As Morganamilo said:
Not out of date. Just people flag it as such.
Managed to upgrade it by:
* Changing the release version+sha256sump
* Replacing in makedepends, cargo by rust (now cargo binary is available in rust package)
* Adding openssl in libs dependencies.
@enihcam, you should either ask that on the GitHub, or Google the question, as it pertains to changing the default linker in rust, and is not necessarily paru-specific. Either way, it's not relevant here.
how to link paru objects with mold?
you're better off contacting her via the github, this comments section is 90% "it's out of date" from people who didn't scroll down before posting
+1: From Arch package guidelines (heading 5):
"List all direct library dependencies."
@Morganamilo, please read my polite proposal, and kindly consider declaring openssl
or preferably libcrypto.so
and libssl.so
, which are direct link-level SO-versioned dependencies of paru, in your PKGBUILD.
Otherwise paru can automatically and silently break itself if it removes the legacy version of openssl (like 1.1), even as part of a recursive removal of some other package.
@MarsSeed TL;DR: You didn't follow the basic steps of packages on the AUR and were shocked when randomly removing packages somehow broke your setup.
Your proposal is the most disruptive for end users, and is also not the way packages are handled on the AUR generally.
I get the feeling that you may not have noticed who it is who packages this program?

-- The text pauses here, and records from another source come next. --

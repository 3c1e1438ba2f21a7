use interphase_core::PhaseSet;

/// One optional entry per phase, in phase definition order.
///
/// Entries are filled only for phases that receive a contribution, so an
/// absent entry means "nothing", not zero-filled storage.
#[derive(Debug, Clone, PartialEq)]
pub struct PerPhase<T> {
    names: Vec<String>,
    entries: Vec<Option<T>>,
}

impl<T> PerPhase<T> {
    pub(crate) fn new(phases: &PhaseSet) -> Self {
        Self {
            names: phases.names().map(str::to_owned).collect(),
            entries: phases.iter().map(|_| None).collect(),
        }
    }

    /// Returns the entry of the named phase, if it has one.
    #[must_use]
    pub fn get(&self, phase: &str) -> Option<&T> {
        let index = self.names.iter().position(|name| name == phase)?;
        self.get_index(index)
    }

    /// Returns the entry of the phase at `index`, if it has one.
    #[must_use]
    pub fn get_index(&self, index: usize) -> Option<&T> {
        self.entries.get(index)?.as_ref()
    }

    /// Iterates over phase names and their entries.
    pub fn iter(&self) -> impl Iterator<Item = (&str, Option<&T>)> {
        self.names
            .iter()
            .map(String::as_str)
            .zip(self.entries.iter().map(Option::as_ref))
    }

    /// Iterates over the phases that have an entry.
    pub fn present(&self) -> impl Iterator<Item = (&str, &T)> {
        self.iter()
            .filter_map(|(name, entry)| entry.map(|entry| (name, entry)))
    }

    /// Returns the number of phases.
    #[must_use]
    pub fn len(&self) -> usize {
        self.names.len()
    }

    #[must_use]
    pub fn is_empty(&self) -> bool {
        self.names.is_empty()
    }

    /// Returns the entry at `index`, creating it with `init` if absent.
    ///
    /// # Panics
    ///
    /// Panics if `index` is out of range.
    pub(crate) fn entry(&mut self, index: usize, init: impl FnOnce() -> T) -> &mut T {
        self.entries[index].get_or_insert_with(init)
    }
}

#[cfg(test)]
mod tests {
    use super::*;

    use interphase_core::{ConfigError, PhaseProperties};
    use uom::si::{
        dynamic_viscosity::pascal_second,
        f64::{DynamicViscosity, MassDensity},
        mass_density::kilogram_per_cubic_meter,
    };

    #[test]
    fn lazily_filled_entries() -> Result<(), ConfigError> {
        let props = PhaseProperties::new(
            MassDensity::new::<kilogram_per_cubic_meter>(1.0),
            DynamicViscosity::new::<pascal_second>(1.0),
        );
        let mut phases = PhaseSet::new(1);
        for name in ["a", "b", "c"] {
            phases.insert(name, props)?;
        }

        let mut counts: PerPhase<u32> = PerPhase::new(&phases);
        *counts.entry(2, || 0) += 1;
        *counts.entry(2, || 0) += 1;

        assert_eq!(counts.len(), 3);
        assert_eq!(counts.get("a"), None);
        assert_eq!(counts.get("c"), Some(&2));
        assert_eq!(counts.get("d"), None);
        assert_eq!(counts.present().collect::<Vec<_>>(), [("c", &2)]);
        assert_eq!(
            counts.iter().map(|(name, _)| name).collect::<Vec<_>>(),
            ["a", "b", "c"]
        );

        Ok(())
    }
}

I'm pretty sure a TU knows the rules, the common practices, and the best way to handle this sort of "issue"
Please stop tagging me in your inane ramblings, if you want to get aggro at the packager for packaging it in a way that doesn't suit you, then IRC exists. This comments section is not the place to go off on some crusade.
TLDR: Paru can break itself if the paru package does not properly declare its direct dependencies like openssl (libssl.so).
Actually I did not directly remove openssl-1.1 today, I removed some benchmarking tools from AUR (basemark and unigine-superposition), and I used recursive removal.
That was when paru chose to remove my openssl-1.1 package automatically, thus breaking itself, because my instance of paru was built in Aug 2022.
A package manager tool like paru should absolutely try not to break itself, or at least warn the user and give them a choice about it. :)
@haxie I believe you do not properly understand how packaging works in Arch.
.SO dependency in a pacman package is dynamic: pacman looks up which packages provide the declared SO version.
Last August, the openssl package provided libssl.so.1.1
.
Today, the openssl-1.1 package provides libssl.so.1.1
.
SO versions mean API versions. You seem to confuse this topic.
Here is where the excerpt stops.